> **Problem to solve**
The records that follow must be repeated exactly, line by line.

(Data entries)
»»

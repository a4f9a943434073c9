//! File previews shown above the highlighted source.
//!
//! A preview is chosen by matching the file name against the configured
//! `[[preview]]` rules first, then the built-in table. Rendering failures
//! never break the page: the file is shown as escaped text instead.

use anyhow::{Context, Result, bail};
use maud::{Markup, PreEscaped, html};
use std::time::Duration;
use tracing::warn;

use crate::cache::{CacheKey, CacheStore};
use crate::config::PreviewRule;
use crate::execute::execute_cached;
use crate::highlight::{Highlighter, file_type};
use crate::markdown::MarkdownRenderer;

const MARKDOWN_PATTERNS: &[&str] = &["*.md", "*.markdown"];
const IMAGE_PATTERNS: &[&str] = &[
    "*.png", "*.jpg", "*.jpeg", "*.gif", "*.svg", "*.webp", "*.ico",
];

/// Parsed structured configuration, rendered as a nested list.
#[derive(Debug, Clone, PartialEq)]
pub enum ConfigValue {
    Null,
    Scalar(String),
    Sequence(Vec<ConfigValue>),
    Mapping(Vec<(String, ConfigValue)>),
}

impl ConfigValue {
    /// Parses `data` as the given format (`json` or `toml`).
    ///
    /// # Errors
    ///
    /// Returns error if the format is unsupported or the data does not parse.
    pub fn parse(data: &str, format: &str) -> Result<Self> {
        match format.to_ascii_lowercase().as_str() {
            "json" => {
                let value: serde_json::Value =
                    serde_json::from_str(data).context("Failed to parse JSON")?;
                Ok(Self::from(value))
            }
            "toml" => {
                let value: toml::Value = toml::from_str(data).context("Failed to parse TOML")?;
                Ok(Self::from(value))
            }
            other => bail!("Unsupported config format: {}", other),
        }
    }

    pub fn render(&self) -> Markup {
        match self {
            Self::Null => html! { i { "null" } },
            Self::Scalar(value) => html! { code { (value) } },
            Self::Sequence(items) => html! {
                ol {
                    @for item in items {
                        li { (item.render()) }
                    }
                }
            },
            Self::Mapping(entries) => html! {
                ul {
                    @for (key, value) in entries {
                        li { b { (key) ":" } " " (value.render()) }
                    }
                }
            },
        }
    }
}

impl From<serde_json::Value> for ConfigValue {
    fn from(value: serde_json::Value) -> Self {
        use serde_json::Value;
        match value {
            Value::Null => Self::Null,
            Value::Bool(b) => Self::Scalar(b.to_string()),
            Value::Number(n) => Self::Scalar(n.to_string()),
            Value::String(s) => Self::Scalar(s),
            Value::Array(items) => Self::Sequence(items.into_iter().map(Self::from).collect()),
            Value::Object(map) => {
                Self::Mapping(map.into_iter().map(|(k, v)| (k, Self::from(v))).collect())
            }
        }
    }
}

impl From<toml::Value> for ConfigValue {
    fn from(value: toml::Value) -> Self {
        use toml::Value;
        match value {
            Value::String(s) => Self::Scalar(s),
            Value::Integer(i) => Self::Scalar(i.to_string()),
            Value::Float(f) => Self::Scalar(f.to_string()),
            Value::Boolean(b) => Self::Scalar(b.to_string()),
            Value::Datetime(d) => Self::Scalar(d.to_string()),
            Value::Array(items) => Self::Sequence(items.into_iter().map(Self::from).collect()),
            Value::Table(map) => {
                Self::Mapping(map.into_iter().map(|(k, v)| (k, Self::from(v))).collect())
            }
        }
    }
}

/// Matches a file name against a pattern with at most one `*`.
pub fn matches_pattern(pattern: &str, name: &str) -> bool {
    match pattern.split_once('*') {
        Some((prefix, suffix)) => {
            name.len() >= prefix.len() + suffix.len()
                && name.starts_with(prefix)
                && name.ends_with(suffix)
        }
        None => pattern == name,
    }
}

#[derive(Debug, Clone, PartialEq)]
enum Previewer<'r> {
    Markdown,
    Image,
    ConfigTree(&'static str),
    Command { index: usize, rule: &'r PreviewRule },
}

fn select<'r>(rules: &'r [PreviewRule], name: &str) -> Option<Previewer<'r>> {
    if let Some((index, rule)) = rules
        .iter()
        .enumerate()
        .find(|(_, rule)| matches_pattern(&rule.pattern, name))
    {
        return Some(Previewer::Command { index, rule });
    }

    let lower = name.to_ascii_lowercase();
    let any = |patterns: &[&str]| patterns.iter().any(|p| matches_pattern(p, &lower));
    if any(MARKDOWN_PATTERNS) {
        Some(Previewer::Markdown)
    } else if any(IMAGE_PATTERNS) {
        Some(Previewer::Image)
    } else if matches_pattern("*.json", &lower) {
        Some(Previewer::ConfigTree("json"))
    } else if matches_pattern("*.toml", &lower) {
        Some(Previewer::ConfigTree("toml"))
    } else {
        None
    }
}

/// Preview renderer shared by blob and summary pages.
pub struct Previews<'a> {
    cache: &'a CacheStore,
    highlighter: &'a Highlighter,
    rules: &'a [PreviewRule],
    timeout: Option<Duration>,
}

impl<'a> Previews<'a> {
    pub fn new(
        cache: &'a CacheStore,
        highlighter: &'a Highlighter,
        rules: &'a [PreviewRule],
        timeout: Option<Duration>,
    ) -> Self {
        Self {
            cache,
            highlighter,
            rules,
            timeout,
        }
    }

    /// Whether the preview for `name` depends on where the page lives.
    ///
    /// Image previews link to the raw file, so they cannot be shared
    /// between pages at different paths.
    pub fn is_positional(&self, name: &str) -> bool {
        matches!(select(self.rules, name), Some(Previewer::Image))
    }

    /// Renders the preview for a blob, or `None` if nothing matches.
    ///
    /// # Arguments
    ///
    /// * `name`: File name used for matching
    /// * `oid`: Blob id, the cache fingerprint for command previews
    /// * `data`: Blob content
    /// * `raw_href`: Link to the raw file, relative to the page
    pub fn render(
        &self,
        name: &str,
        oid: &gix::ObjectId,
        data: &[u8],
        raw_href: &str,
    ) -> Option<Markup> {
        let previewer = select(self.rules, name)?;

        let body = match &previewer {
            Previewer::Image => Ok(html! { img height="100px" src=(raw_href) alt=(name); }),
            Previewer::Markdown => MarkdownRenderer::new(self.highlighter)
                .render(&String::from_utf8_lossy(data))
                .map(PreEscaped),
            Previewer::ConfigTree(format) => {
                ConfigValue::parse(&String::from_utf8_lossy(data), format).map(|v| v.render())
            }
            Previewer::Command { index, rule } => self.run_command(*index, rule, name, oid, data),
        };

        let body = body.unwrap_or_else(|e| {
            warn!(file = name, error = %format!("{:#}", e), "preview failed, showing text");
            html! { pre { (String::from_utf8_lossy(data)) } }
        });

        Some(html! {
            div class="preview" { (body) }
        })
    }

    fn run_command(
        &self,
        index: usize,
        rule: &PreviewRule,
        name: &str,
        oid: &gix::ObjectId,
        data: &[u8],
    ) -> Result<Markup> {
        let kind = rule.kind.as_deref().unwrap_or_else(|| file_type(name));
        let key = CacheKey::new(format!("preview-{}", index), format!("{}.{}", oid, kind))?;
        let env = [("filename", name), ("type", kind)];

        let mut out = Vec::new();
        execute_cached(self.cache, &mut out, &key, data, &rule.command, &env, self.timeout)?;
        Ok(PreEscaped(String::from_utf8_lossy(&out).into_owned()))
    }
}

««

> **Written solution**
repository a4f9a943434073c9
//! File previews shown above the highlighted source.
//!
//! A preview is chosen by matching the file name against the configured
//! `[[preview]]` rules first, then the built-in table. Rendering failures
//! never break the page: the file is shown as escaped text instead.

use anyhow::{Context, Result, bail};
use maud::{Markup, PreEscaped, html};
use std::time::Duration;
use tracing::warn;

use crate::cache::{CacheKey, CacheStore};
use crate::config::PreviewRule;
use crate::execute::execute_cached;
use crate::highlight::{Highlighter, file_type};
use crate::markdown::MarkdownRenderer;

const MARKDOWN_PATTERNS: &[&str] = &["*.md", "*.markdown"];
const IMAGE_PATTERNS: &[&str] = &[
    "*.png", "*.jpg", "*.jpeg", "*.gif", "*.svg", "*.webp", "*.ico",
];

/// Parsed structured configuration, rendered as a nested list.
#[derive(Debug, Clone, PartialEq)]
pub enum ConfigValue {
    Null,
    Scalar(String),
    Sequence(Vec<ConfigValue>),
    Mapping(Vec<(String, ConfigValue)>),
}

impl ConfigValue {
    /// Parses `data` as the given format (`json` or `toml`).
    ///
    /// # Errors
    ///
    /// Returns error if the format is unsupported or the data does not parse.
    pub fn parse(data: &str, format: &str) -> Result<Self> {
        match format.to_ascii_lowercase().as_str() {
            "json" => {
                let value: serde_json::Value =
                    serde_json::from_str(data).context("Failed to parse JSON")?;
                Ok(Self::from(value))
            }
            "toml" => {
                let value: toml::Value = toml::from_str(data).context("Failed to parse TOML")?;
                Ok(Self::from(value))
            }
            other => bail!("Unsupported config format: {}", other),
        }
    }

    pub fn render(&self) -> Markup {
        match self {
            Self::Null => html! { i { "null" } },
            Self::Scalar(value) => html! { code { (value) } },
            Self::Sequence(items) => html! {
                ol {
                    @for item in items {
                        li { (item.render()) }
                    }
                }
            },
            Self::Mapping(entries) => html! {
                ul {
                    @for (key, value) in entries {
                        li { b { (key) ":" } " " (value.render()) }
                    }
                }
            },
        }
    }
}

impl From<serde_json::Value> for ConfigValue {
    fn from(value: serde_json::Value) -> Self {
        use serde_json::Value;
        match value {
            Value::Null => Self::Null,
            Value::Bool(b) => Self::Scalar(b.to_string()),
            Value::Number(n) => Self::Scalar(n.to_string()),
            Value::String(s) => Self::Scalar(s),
            Value::Array(items) => Self::Sequence(items.into_iter().map(Self::from).collect()),
            Value::Object(map) => {
                Self::Mapping(map.into_iter().map(|(k, v)| (k, Self::from(v))).collect())
            }
        }
    }
}

impl From<toml::Value> for ConfigValue {
    fn from(value: toml::Value) -> Self {
        use toml::Value;
        match value {
            Value::String(s) => Self::Scalar(s),
            Value::Integer(i) => Self::Scalar(i.to_string()),
            Value::Float(f) => Self::Scalar(f.to_string()),
            Value::Boolean(b) => Self::Scalar(b.to_string()),
            Value::Datetime(d) => Self::Scalar(d.to_string()),
            Value::Array(items) => Self::Sequence(items.into_iter().map(Self::from).collect()),
            Value::Table(map) => {
                Self::Mapping(map.into_iter().map(|(k, v)| (k, Self::from(v))).collect())
            }
        }
    }
}

/// Matches a file name against a pattern with at most one `*`.
pub fn matches_pattern(pattern: &str, name: &str) -> bool {
    match pattern.split_once('*') {
        Some((prefix, suffix)) => {
            name.len() >= prefix.len() + suffix.len()
                && name.starts_with(prefix)
                && name.ends_with(suffix)
        }
        None => pattern == name,
    }
}

#[derive(Debug, Clone, PartialEq)]
enum Previewer<'r> {
    Markdown,
    Image,
    ConfigTree(&'static str),
    Command { index: usize, rule: &'r PreviewRule },
}

fn select<'r>(rules: &'r [PreviewRule], name: &str) -> Option<Previewer<'r>> {
    if let Some((index, rule)) = rules
        .iter()
        .enumerate()
        .find(|(_, rule)| matches_pattern(&rule.pattern, name))
    {
        return Some(Previewer::Command { index, rule });
    }

    let lower = name.to_ascii_lowercase();
    let any = |patterns: &[&str]| patterns.iter().any(|p| matches_pattern(p, &lower));
    if any(MARKDOWN_PATTERNS) {
        Some(Previewer::Markdown)
    } else if any(IMAGE_PATTERNS) {
        Some(Previewer::Image)
    } else if matches_pattern("*.json", &lower) {
        Some(Previewer::ConfigTree("json"))
    } else if matches_pattern("*.toml", &lower) {
        Some(Previewer::ConfigTree("toml"))
    } else {
        None
    }
}

/// Preview renderer shared by blob and summary pages.
pub struct Previews<'a> {
    cache: &'a CacheStore,
    highlighter: &'a Highlighter,
    rules: &'a [PreviewRule],
    timeout: Option<Duration>,
}

impl<'a> Previews<'a> {
    pub fn new(
        cache: &'a CacheStore,
        highlighter: &'a Highlighter,
        rules: &'a [PreviewRule],
        timeout: Option<Duration>,
    ) -> Self {
        Self {
            cache,
            highlighter,
            rules,
            timeout,
        }
    }

    /// Whether the preview for `name` depends on where the page lives.
    ///
    /// Image previews link to the raw file, so they cannot be shared
    /// between pages at different paths.
    pub fn is_positional(&self, name: &str) -> bool {
        matches!(select(self.rules, name), Some(Previewer::Image))
    }

    /// Renders the preview for a blob, or `None` if nothing matches.
    ///
    /// # Arguments
    ///
    /// * `name`: File name used for matching
    /// * `oid`: Blob id, the cache fingerprint for command previews
    /// * `data`: Blob content
    /// * `raw_href`: Link to the raw file, relative to the page
    pub fn render(
        &self,
        name: &str,
        oid: &gix::ObjectId,
        data: &[u8],
        raw_href: &str,
    ) -> Option<Markup> {
        let previewer = select(self.rules, name)?;

        let body = match &previewer {
            Previewer::Image => Ok(html! { img height="100px" src=(raw_href) alt=(name); }),
            Previewer::Markdown => MarkdownRenderer::new(self.highlighter)
                .render(&String::from_utf8_lossy(data))
                .map(PreEscaped),
            Previewer::ConfigTree(format) => {
                ConfigValue::parse(&String::from_utf8_lossy(data), format).map(|v| v.render())
            }
            Previewer::Command { index, rule } => self.run_command(*index, rule, name, oid, data),
        };

        let body = body.unwrap_or_else(|e| {
            warn!(file = name, error = %format!("{:#}", e), "preview failed, showing text");
            html! { pre { (String::from_utf8_lossy(data)) } }
        });

        Some(html! {
            div class="preview" { (body) }
        })
    }

    fn run_command(
        &self,
        index: usize,
        rule: &PreviewRule,
        name: &str,
        oid: &gix::ObjectId,
        data: &[u8],
    ) -> Result<Markup> {
        let kind = rule.kind.as_deref().unwrap_or_else(|| file_type(name));
        let key = CacheKey::new(format!("preview-{}", index), format!("{}.{}", oid, kind))?;
        let env = [("filename", name), ("type", kind)];

        let mut out = Vec::new();
        execute_cached(self.cache, &mut out, &key, data, &rule.command, &env, self.timeout)?;
        Ok(PreEscaped(String::from_utf8_lossy(&out).into_owned()))
    }
}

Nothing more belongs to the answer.